Die Lufthansa machte dagegen deutlich, dass sie "in einem schwierigen wirtschaftlichen Umfeld nicht den Anlass zu risikobehafteten Streckenplanungen sehe." Hohe Kerosinpreise, Emissionshandel, die Luftverkehrssteuer, aber auch hohe Flughafengebühren wirkten sich belastend aus. Der Hamburger Luftfahrtexperte Cord Schellenberg sieht dagegen gute Chancen für Hamburger Passagiere, die Ziele Zürich und Barcelona direkt ab Hamburg erreichen zu können: "Beides sind absolute Klassiker im Airline-Bereich, über eine Lücke, die sich dort auftut, werden sich Mitbewerber freuen." Neue Zürich-Verbindungen durch Swiss sowie weitere Frequenzen nach Barcelona durch die neue spanische Airline Vueling seien denkbar, so Schellenberg, Vizepräsent des Luftfahrt-Presse-Clubs Hamburg. Immerhin sei Air Berlin so nett gewesen und hätte schon mit Vorlaufzeit von mehreren Monaten seine Pläne kundgetan, so dass der Flughafen nun über Alternativen mit neuen Anbietern verhandeln könne. Als Grund für die aktuellen Streichungen nennt der Luftfahrt-Experte vor allem die Auswirkungen der Luftverkehrssteuer: Mit Ausnahme der Rückflüge von Zürich und Barcelona mache sich auf allen betroffenen Strecken die Abgabe von derzeit 7,50 Euro pro Passagier bemerkbar, in Deutschland "plus 19 Prozent Mehrwertsteuer". Der Marktanteil von Air Berlin habe sich in der Vergangenheit auf 30 Prozent gesteigert, nun sinke er auf 20 Prozent.

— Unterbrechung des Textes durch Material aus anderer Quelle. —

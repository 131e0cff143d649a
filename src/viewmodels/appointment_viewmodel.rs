// ============================================================================
// APPOINTMENT VIEWMODEL - Listing, booking and confirming appointments
// ============================================================================

#[cfg(test)]
#[path = "appointment_viewmodel_test.rs"]
mod appointment_viewmodel_test;

use chrono::{NaiveDate, NaiveDateTime, NaiveTime};
use std::collections::{HashMap, HashSet};

use crate::models::{Appointment, BookAppointmentRequest, STATUS_CONFIRMED};
use crate::services::api_client::ApiClient;
use crate::services::error::ApiError;

pub struct AppointmentViewModel {
    api: ApiClient,
}

impl AppointmentViewModel {
    pub fn new() -> Self {
        Self {
            api: ApiClient::new(),
        }
    }

    pub async fn patient_appointments(&self, patient_id: &str) -> Result<Vec<Appointment>, ApiError> {
        self.api.patient_appointments(patient_id).await
    }

    /// Appointments plus a doctor-id -> display-name map. The appointment
    /// records may carry bare doctor ids, so names come from per-doctor
    /// profile fetches; a doctor that fails to load just has no entry.
    pub async fn patient_appointments_with_doctors(
        &self,
        patient_id: &str,
    ) -> Result<(Vec<Appointment>, HashMap<String, String>), ApiError> {
        let appointments = self.api.patient_appointments(patient_id).await?;

        let doctor_ids: HashSet<String> = appointments
            .iter()
            .filter_map(|appt| appt.doctor.as_ref())
            .map(|doctor| doctor.id().to_string())
            .filter(|id| !id.is_empty())
            .collect();

        let mut names = HashMap::new();
        for doctor_id in doctor_ids {
            match self.api.doctor_profile(&doctor_id).await {
                Ok(doctor) => {
                    names.insert(doctor_id, doctor.full_name());
                }
                Err(err) => {
                    log::warn!("⚠️ Could not load doctor {}: {}", doctor_id, err);
                }
            }
        }

        Ok((appointments, names))
    }

    pub async fn doctor_appointments(&self, doctor_id: &str) -> Result<Vec<Appointment>, ApiError> {
        self.api.doctor_appointments(doctor_id).await
    }

    pub async fn book(
        &self,
        doctor_id: &str,
        request: &BookAppointmentRequest,
    ) -> Result<(), ApiError> {
        self.api.book_appointment(doctor_id, request).await?;
        Ok(())
    }

    pub async fn confirm(&self, appointment_id: &str) -> Result<(), ApiError> {
        self.api
            .update_appointment_status(appointment_id, STATUS_CONFIRMED)
            .await?;
        Ok(())
    }
}

impl Default for AppointmentViewModel {
    fn default() -> Self {
        Self::new()
    }
}

/// `HH:MM`, 24-hour.
pub fn is_valid_time_hhmm(time: &str) -> bool {
    NaiveTime::parse_from_str(time, "%H:%M").is_ok() && time.len() == 5
}

/// Validate the booking form against the rules the source app enforces:
/// all fields present, a parseable future date, a well-formed time.
/// `now` is injected so the rule is testable.
pub fn validate_booking(
    date: &str,
    time: &str,
    description: &str,
    now: NaiveDateTime,
) -> Result<(), String> {
    if date.trim().is_empty() || time.trim().is_empty() || description.trim().is_empty() {
        return Err("Please fill in all required fields".to_string());
    }
    if !is_valid_time_hhmm(time.trim()) {
        return Err("Please select a valid time".to_string());
    }
    let parsed_date = NaiveDate::parse_from_str(date.trim(), "%Y-%m-%d")
        .map_err(|_| "Please select a valid date".to_string())?;
    if parsed_date <= now.date() {
        return Err("Appointment date must be in the future".to_string());
    }
    Ok(())
}

/// Wire format for the booked date: midnight UTC of the selected day.
pub fn booking_date_payload(date: &str) -> String {
    format!("{}T00:00:00.000Z", date.trim())
}
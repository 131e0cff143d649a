// ============================================================================
// DOCTOR DASHBOARD
// ============================================================================

use wasm_bindgen::prelude::*;
use wasm_bindgen_futures::spawn_local;
use web_sys::Element;

use crate::dom::{append_child, get_element_by_id, set_inner_html, ElementBuilder};
use crate::models::Role;
use crate::router::Route;
use crate::state::app_state::AppState;
use crate::utils::escape_html;
use crate::viewmodels::AppointmentViewModel;
use crate::views::shared::render_sidebar;
use crate::views::{error_markup, loading_markup};

pub fn render_doctor_dashboard(state: &AppState) -> Result<Element, JsValue> {
    let page = ElementBuilder::new("div")?.class("page dashboard-page").build();
    append_child(&page, &render_sidebar(state, Role::Doctor)?)?;

    let user = match state.session.user() {
        Some(user) => user,
        None => return Ok(page),
    };

    let content = ElementBuilder::new("div")?
        .class("page-content")
        .id("doctor-dashboard")?
        .html(&format!(
            "<header class=\"dashboard-header\">\
               <h1>Welcome Back, Dr. {}</h1>\
               <p>Here is what your day looks like.</p>\
             </header>\
             <div class=\"dashboard-grid\">\
               <div class=\"card\" id=\"appointments-card\">\
                 <h2>Total Appointments</h2>{}\
               </div>\
               <div class=\"card\">\
                 <h2>Quick Actions</h2>\
                 <div class=\"quick-actions\">\
                   <a class=\"btn-secondary\" href=\"#{}\">Review Feedback</a>\
                   <a class=\"btn-secondary\" href=\"#{}\">Update Profile</a>\
                 </div>\
               </div>\
             </div>",
            escape_html(&user.last_name),
            loading_markup("Loading appointments..."),
            Route::DoctorFeedback.path(),
            Route::DoctorProfile.path(),
        ))
        .build();
    append_child(&page, &content)?;

    {
        let state = state.clone();
        let epoch = state.epoch();
        let doctor_id = user.id.clone();
        spawn_local(async move {
            let vm = AppointmentViewModel::new();
            let result = vm.doctor_appointments(&doctor_id).await;
            if state.epoch() != epoch {
                return;
            }
            let Some(card) = get_element_by_id("appointments-card") else {
                return;
            };
            match result {
                Ok(appointments) => {
                    set_inner_html(
                        &card,
                        &format!(
                            "<h2>Total Appointments</h2>\
                             <p class=\"stat\">{}</p>\
                             <a class=\"btn-primary\" href=\"#{}\">View Schedule</a>",
                            appointments.len(),
                            Route::DoctorAppointments.path(),
                        ),
                    );
                }
                Err(err) => {
                    set_inner_html(
                        &card,
                        &format!(
                            "<h2>Total Appointments</h2>{}",
                            error_markup(&err.user_message())
                        ),
                    );
                    state.handle_api_error(&err);
                }
            }
        });
    }

    Ok(page)
}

Air Berlin hatte Ende 2011 die arabische Etihad als größten Einzelaktionär an Bord genommen. Den Arabern gehören 29,2 Prozent der stark defizitären Airline, die unter ihrem früheren Eigner Joachim Hunold erklärtermaßen der Lufthansa Konkurrenz machen wollte. Zuletzt ist Air Berlin jedoch immer wieder wegen seiner hohen Verluste in die Schlagzeilen geraten.

+++Air Berlin schreibt Rekordverlust - Mehdorn bleibt bis Ende 2013+++

Air Berlin-Gründer Hunold hatte die Air-Berlin-Leitung im August 2011 an den ehemaligen Bahn-Chef Hartmut Mehdorn übergeben. Dieser hat angekündigt, 2012 mindestens 40 Millionen Euro jährlich zu sparen. Ob dies angesichts einer Schuldenlast, die Mitte 2011 bei 616 Millionen Euro lag, genügt, wird sich zeigen.